▶ _Exercise prompt_: Take each line below that has "ControllerConfig" and copy it.

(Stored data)
·····

//! Control loop
//!
//! Owns every peripheral the controller uses. Boot brings the radio and the
//! command source up; each tick polls the source and runs one command session
//! per command, strictly in order.

use embedded_hal::delay::DelayNs;
use roverlink_hal::OutputPin;
use roverlink_protocol::{encode, ControlSet};

use crate::config::ControllerConfig;
use crate::fmt::{error, info, warn};
use crate::session::{self, Link, SessionOutcome};
use crate::source::CommandSource;
use crate::state::{Event, FatalKind, State};
use crate::stats::LinkStats;
use crate::traits::{Feedback, RadioTransport};

/// Sleep between checks while halted
const PARK_INTERVAL_MS: u32 = 1000;

/// Summary of one tick
#[derive(Debug, Clone, Copy, Default, PartialEq, Eq)]
#[cfg_attr(feature = "defmt", derive(defmt::Format))]
pub struct TickReport {
    pub controls: ControlSet,
    pub replied: u8,
    pub no_reply: u8,
    pub send_failed: u8,
    /// Commands skipped because they could not be encoded
    pub rejected: u8,
}

impl TickReport {
    fn record(&mut self, outcome: &SessionOutcome) {
        let counter = match outcome {
            SessionOutcome::Replied(_) => &mut self.replied,
            SessionOutcome::NoReply => &mut self.no_reply,
            SessionOutcome::SendFailed(_) => &mut self.send_failed,
        };
        *counter = counter.saturating_add(1);
    }

    /// Sessions run this tick
    pub fn sessions(&self) -> u8 {
        self.replied
            .saturating_add(self.no_reply)
            .saturating_add(self.send_failed)
    }
}

/// Halt before a [`Controller`] could be built, e.g. when its pins cannot be
/// claimed. Reported the same way as a failed boot.
pub fn halt_unbuilt<F: Feedback>(feedback: &mut F, kind: FatalKind) -> State {
    report_halt(State::Boot, feedback, kind)
}

fn report_halt<F: Feedback>(state: State, feedback: &mut F, kind: FatalKind) -> State {
    error!("controller halted: {}", kind);
    feedback.halted(kind);
    state.transition(Event::Fatal(kind))
}

/// The handheld controller
pub struct Controller<R, P, S, F, D> {
    radio: R,
    indicator: P,
    source: S,
    feedback: F,
    delay: D,
    config: ControllerConfig,
    state: State,
    stats: LinkStats,
}

impl<R, P, S, F, D> Controller<R, P, S, F, D>
where
    R: RadioTransport,
    P: OutputPin,
    S: CommandSource,
    F: Feedback,
    D: DelayNs,
{
    pub fn new(
        config: ControllerConfig,
        radio: R,
        indicator: P,
        source: S,
        feedback: F,
        delay: D,
    ) -> Self {
        Self {
            radio,
            indicator,
            source,
            feedback,
            delay,
            config,
            state: State::Boot,
            stats: LinkStats::new(),
        }
    }

    pub fn state(&self) -> State {
        self.state
    }

    pub fn stats(&self) -> &LinkStats {
        &self.stats
    }

    pub fn config(&self) -> &ControllerConfig {
        &self.config
    }

    pub fn feedback(&self) -> &F {
        &self.feedback
    }

    pub fn radio(&self) -> &R {
        &self.radio
    }

    /// Validate config, configure the radio and start the command source.
    ///
    /// Any failure halts the controller for good. Calling again after boot
    /// reports the existing state without touching hardware.
    pub fn boot(&mut self) -> Result<(), FatalKind> {
        match self.state {
            State::Boot => {}
            State::Running => return Ok(()),
            State::Halted(kind) => return Err(kind),
        }

        match self.bring_up() {
            Ok(()) => {
                self.state = self.state.transition(Event::BootComplete);
                info!(
                    "controller running: rover {=str} @ {} Hz",
                    self.config.link.rover_id.as_str(),
                    self.config.link.frequency_hz
                );
                Ok(())
            }
            Err(kind) => {
                self.halt(kind);
                Err(kind)
            }
        }
    }

    fn bring_up(&mut self) -> Result<(), FatalKind> {
        self.config.validate()?;
        self.indicator.set_low();
        self.radio.configure(&self.config.link.radio_config())?;
        self.source.begin()?;
        Ok(())
    }

    fn halt(&mut self, kind: FatalKind) {
        self.indicator.set_low();
        self.state = report_halt(self.state, &mut self.feedback, kind);
    }

    /// Run one tick: poll, dispatch, housekeeping.
    ///
    /// Returns `None` without doing anything unless the controller is running.
    pub fn tick(&mut self) -> Option<TickReport> {
        if !self.state.is_running() {
            return None;
        }

        let tick = self.source.poll();
        if tick.input_error {
            self.stats.inc_input_errors();
        }
        self.feedback.controls(tick.controls);

        let mut report = TickReport {
            controls: tick.controls,
            ..TickReport::default()
        };
        let max_payload = self.radio.max_payload();
        let timing = self.config.timing.session();

        for command in &tick.commands {
            let rover = self.config.link.rover_id.as_str();
            let frame = match encode(rover, command.as_str(), max_payload) {
                Ok(frame) => frame,
                Err(e) => {
                    warn!("cannot encode {=str}: {}", command.as_str(), e);
                    self.stats.inc_rejected();
                    report.rejected = report.rejected.saturating_add(1);
                    continue;
                }
            };

            let mut link = Link {
                radio: &mut self.radio,
                indicator: &mut self.indicator,
                delay: &mut self.delay,
                timing,
            };
            let outcome = session::execute(&frame, &mut link);

            self.stats.record(&outcome);
            report.record(&outcome);
            self.feedback.outcome(command.as_str(), &outcome);
        }

        self.stats.maybe_report(self.config.stats_interval_ticks);
        self.feedback.refresh();
        self.delay.delay_ms(self.config.timing.tick_delay_ms);

        Some(report)
    }

    /// Boot, then tick forever. A halted controller parks without ticking.
    pub fn run(&mut self) -> ! {
        let _ = self.boot();
        loop {
            if self.tick().is_none() {
                self.delay.delay_ms(PARK_INTERVAL_MS);
            }
        }
    }
}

·····

▶ _Task result_:
use crate::config::ControllerConfig;
    config: ControllerConfig,
        config: ControllerConfig,
    pub fn config(&self) -> &ControllerConfig {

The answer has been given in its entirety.